Tout à l'air calme, les oiseaux se manifestent joyeusement ... Puis un léger silence à peine perceptible, un sifflement suivi d'un choc sourd. Celui du fer contre le crâne du cocher. Le renâclement des chevaux que la perte de contact des rênes perturbent. Ils avancent encore un peu avant de s'arrêter totalement.
S'enchaine alors un second sifflement et là c'est le bruit sourd d'un corps qui rejoint le sol.
Gontran, le regard affolé, cherche le tireur tandis que devant lui le corps git au sol.

Tout s'enchaine alors très vite. La Panique. Les cris. Les ordres ... Ce qui devait être réglé comme du papier à musique n'est plus que confusion et brouhaha.
Et voilà le Capitaine touché et projeté violemment contre le bois royal du carrosse. Dans la cohue, le Gontran dégaine son épée, non sans mal puisqu'il a bien sûr oublié d'en lustrer la lame et que celle-ci adhère au fourreau de cuir. Il livre alors sa bataille personnelle contre celle qui ce doit d'être sa meilleure alliée.
Enfin, elle daigne céder aux ordres de son Maïtre, et voilà notre Gontran qui brandit furieusement sa lame, beuglant aussi fort qu'il peut :


Sus à l'ennemi !!!!!!!

Eperonnant son cheval, il fonce dans le tas, mais sa course est bien vite ralentie ... Trop vite même. Les six cent kilos de muscles s'affaissent sous lui, tout comme le ferait un château de cartes.
Puis une poigne féroce l'arrache de la carcasse qui manque de l'écraser. Il tourne la tête pour remercier son sauveur, mais aucun mot ne franchira ses lèvres ... Sa dernière vision sera cette arbalète qui vient violemment s'écraser sur son visage. Il frissonne une dernière fois sous le craquement de son nez et la douleur fulgurante que le carreau à bout-touchant provoque en lui transperçant le cerveau.

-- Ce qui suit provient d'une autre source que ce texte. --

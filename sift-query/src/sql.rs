//! Identifier quoting and verbatim SQL fragments.

use std::fmt;

use crate::error::QueryResult;
use crate::expr::{Expression, Render};
use crate::filter::FilterValue;
use crate::placeholder::Placeholder;

/// Escape an identifier for use in SQL (double quotes, embedded quotes doubled).
pub fn escape_identifier(name: &str) -> String {
    let escaped = name.replace('"', "\"\"");
    format!("\"{}\"", escaped)
}

/// A dotted column reference whose segments are quoted individually.
///
/// ```rust
/// use sift_query::Field;
///
/// assert_eq!(Field::new("p.name").to_string(), r#""p"."name""#);
/// ```
#[derive(Debug, Clone, PartialEq, Eq, Hash)]
pub struct Field(String);

impl Field {
    /// Create a field reference from a dotted name.
    pub fn new(name: impl Into<String>) -> Self {
        Self(name.into())
    }

    /// The unquoted name.
    pub fn name(&self) -> &str {
        &self.0
    }
}

impl fmt::Display for Field {
    fn fmt(&self, f: &mut fmt::Formatter<'_>) -> fmt::Result {
        for (i, segment) in self.0.split('.').enumerate() {
            if i > 0 {
                f.write_str(".")?;
            }
            f.write_str(&escape_identifier(segment))?;
        }
        Ok(())
    }
}

/// A MySQL identifier quoted with backticks. Empty names stay empty.
#[derive(Debug, Clone, PartialEq, Eq, Hash)]
pub struct MysqlIdent(String);

impl MysqlIdent {
    /// Wrap an unquoted identifier.
    pub fn new(name: impl Into<String>) -> Self {
        Self(name.into())
    }
}

impl fmt::Display for MysqlIdent {
    fn fmt(&self, f: &mut fmt::Formatter<'_>) -> fmt::Result {
        if self.0.is_empty() {
            return Ok(());
        }
        write!(f, "`{}`", self.0.replace('`', "``"))
    }
}

/// A verbatim SQL fragment.
///
/// Displays as-is when used as a term or column, and renders as `(text)` with
/// no bound values when used as a condition.
#[derive(Debug, Clone, PartialEq, Eq, Hash)]
pub struct RawSql(String);

impl RawSql {
    /// Wrap a fragment. It is never escaped.
    pub fn new(text: impl Into<String>) -> Self {
        Self(text.into())
    }

    /// The fragment text.
    pub fn as_str(&self) -> &str {
        &self.0
    }
}

impl fmt::Display for RawSql {
    fn fmt(&self, f: &mut fmt::Formatter<'_>) -> fmt::Result {
        f.write_str(&self.0)
    }
}

impl Render for RawSql {
    fn render(&self, sb: &mut String, _ph: &mut dyn Placeholder) -> QueryResult<Vec<FilterValue>> {
        if !self.is_empty() {
            sb.push('(');
            sb.push_str(&self.0);
            sb.push(')');
        }
        Ok(Vec::new())
    }

    fn is_empty(&self) -> bool {
        self.0.trim().is_empty()
    }
}

impl From<RawSql> for Expression {
    fn from(raw: RawSql) -> Self {
        Expression::nested(raw)
    }
}
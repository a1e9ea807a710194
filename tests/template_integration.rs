//! Integration tests for template-based statements.
//!
//! These tests verify token substitution order, placeholder numbering across
//! field values and conditions, and the search-request path into templates.

use pretty_assertions::assert_eq;
use sift::prelude::*;
use sift::query::{NumberedPlaceholder, TemplateSearchArg};

const SELECT_TEMPLATE: &str = "SELECT DISTINCT {{COLUMNS}} FROM country AS tc \
     LEFT JOIN district AS td ON tc.id = td.id \
     WHERE {{WHERE}} AND {{idField}} IN {{idField_value}}{{GROUPBY}}{{ORDERBY}}{{LIMIT}}{{OFFSET}}";

const COUNT_TEMPLATE: &str = "SELECT COUNT(*) FROM country WHERE {{WHERE}}";

const FILTER: &str = r#"{
    "$or": [
        {"field": 10},
        {"item": {"$gt": 300}},
        {"value": {"$in": [100, 200]}},
        {"age": {"$between": [20, 30]}},
        {"empty": ""}
    ]
}"#;

fn search_arg() -> TemplateSearchArg {
    let mut arg: TemplateSearchArg = serde_json::from_str(
        r#"{
            "pagination": {"page": 1, "perPage": 40},
            "fields": ["age", "itemValue", "item"],
            "fieldValues": {"idField": ["one", "two", "", "%"]},
            "fieldsMap": {"age": "data->>'age'", "item": "custom_item"},
            "selectColsMap": {"age": "data->>'age' AS age"}
        }"#,
    )
    .unwrap();
    arg.list.filter = Some(serde_json::from_str(FILTER).unwrap());
    arg.select_template = SELECT_TEMPLATE.to_string();
    arg.count_template = COUNT_TEMPLATE.to_string();
    arg
}

/// Test the country/district template built by hand from a search request
#[test]
fn test_country_template() {
    let arg = search_arg();
    let tree = arg.list.filter_tree(Some(arg.field_mapper())).unwrap();

    let query = TemplateQuery::new(SELECT_TEMPLATE)
        .count_template(COUNT_TEMPLATE)
        .with_mapper(arg.field_mapper())
        .field_values(arg.field_values.clone())
        .columns(arg.fields_to_columns())
        .r#where(tree)
        .limit(10)
        .offset(3);

    let expected = "SELECT DISTINCT data->>'age' AS age, \"itemValue\", custom_item AS \"item\" \
        FROM country AS tc LEFT JOIN district AS td ON tc.id = td.id \
        WHERE (((\"field\" = $5) OR (custom_item > $6) OR (\"value\" IN ($7, $8)) \
        OR (data->>'age' BETWEEN $9 AND $10) OR (\"empty\" = $11))) \
        AND \"idField\" IN ($1, $2, $3, $4) LIMIT 10  OFFSET 3 ";

    let mut ph = NumberedPlaceholder::new();
    let mut sb = String::new();
    let built_args = query.build(&mut sb, &mut ph).unwrap();
    assert_eq!(sb, expected);
    assert_eq!(ph.position(), 11);

    let (select, args) = query.select().unwrap();
    assert_eq!(select, expected);
    assert_eq!(args, built_args);
    assert_eq!(
        &args[..4],
        &[
            FilterValue::String("one".into()),
            FilterValue::String("two".into()),
            FilterValue::String(String::new()),
            FilterValue::String("%".into()),
        ]
    );

    let (count, count_args) = query.count().unwrap();
    assert_eq!(
        count,
        "SELECT COUNT(*) FROM country WHERE (((\"field\" = $1) OR (custom_item > $2) \
         OR (\"value\" IN ($3, $4)) OR (data->>'age' BETWEEN $5 AND $6) OR (\"empty\" = $7)))"
    );
    assert_eq!(count_args.len(), 7);
}

/// Test the same request through `TemplateSearchArg::template_query`
#[test]
fn test_template_search_arg() {
    let query = search_arg().template_query(100).unwrap();
    let (select, args) = query.select().unwrap();
    assert!(select.ends_with("AND \"idField\" IN ($1, $2, $3, $4) LIMIT 40 "));
    assert_eq!(args.len(), 11);
}

/// Test question-mark templates with bindings in textual order
#[test]
fn test_question_mark_template() {
    let (sql, args) = TemplateQuery::new(
        "WITH recent AS (SELECT * FROM orders WHERE shop = {{shop_value}}) \
         SELECT {{COLUMNS}} FROM recent WHERE {{WHERE}}{{GROUPBY}}HAVING {{HAVING}}",
    )
    .field_value("shop", 12)
    .columns(["customer", "COUNT(*)"])
    .r#where(Expr::gt("total", 50))
    .group_by("customer")
    .having(Expr::raw("COUNT(*) >= ?", [3]))
    .placeholder_style(PlaceholderStyle::QuestionMark)
    .select()
    .unwrap();

    assert_eq!(
        sql,
        "WITH recent AS (SELECT * FROM orders WHERE shop = ?) \
         SELECT customer, COUNT(*) FROM recent WHERE (total > ?) GROUP BY customer HAVING (COUNT(*) >= ?)"
    );
    assert_eq!(
        args,
        vec![FilterValue::Int(12), FilterValue::Int(50), FilterValue::Int(3)]
    );
}

/// Test template errors
#[test]
fn test_template_errors() {
    let err = TemplateQuery::new("UPDATE t SET a = 1").select().unwrap_err();
    assert_eq!(err.code, ErrorCode::MalformedTemplate);
    assert!(err.is_template_error());

    let err = TemplateQuery::new("SELECT * FROM t")
        .having(Expr::gt("n", 1))
        .select()
        .unwrap_err();
    assert_eq!(err.code, ErrorCode::MalformedTemplate);

    let err = TemplateQuery::new("SELECT * FROM t WHERE {{WHERE}} {{SORT}}")
        .select()
        .unwrap_err();
    assert_eq!(err.code, ErrorCode::MalformedTemplate);
}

Les deux billes azurs restent rieuses d'avoir été sauvées d'un douloureux écrasement, tandis que la bouche reste ouverte de stupeur sous le choc. Pas même un gargouillis n'en sortira, tandis que la dernière pensée du Gontran s'envolera vers la germaine. Tout comme la matière grise s'écoule par le trou béant à l'arrière de son crâne, orifice de sortie de la pointe mortelle.
Le corps est alors libéré pour venir rejoindre le linceul de mousse ...
Della
Un coup, plus brutal, plus douloureux que ceux encaissés jusque là, eut raison de la Blonde qui vacilla, perdit l'équilibre, tomba et roula hors du carrosse...Pas vraiment assommée, pas vraiment lucide non plus, la tête qui résonnait, le coeur qui battait trop fort, le pouls qui sifflait aux tempes...Un tourbillon, un trou, un haut-le-coeur...Noir.

Combien de temps resta-t-elle sur le sol, avec cette vague impression de nausée ?
Une minute ? Plus ? Moins ? Comment savoir ?
Lorsqu'elle sortit de sa torpeur, elle passa la main sur son front où s'écoulait un liquide visqueux, son sang...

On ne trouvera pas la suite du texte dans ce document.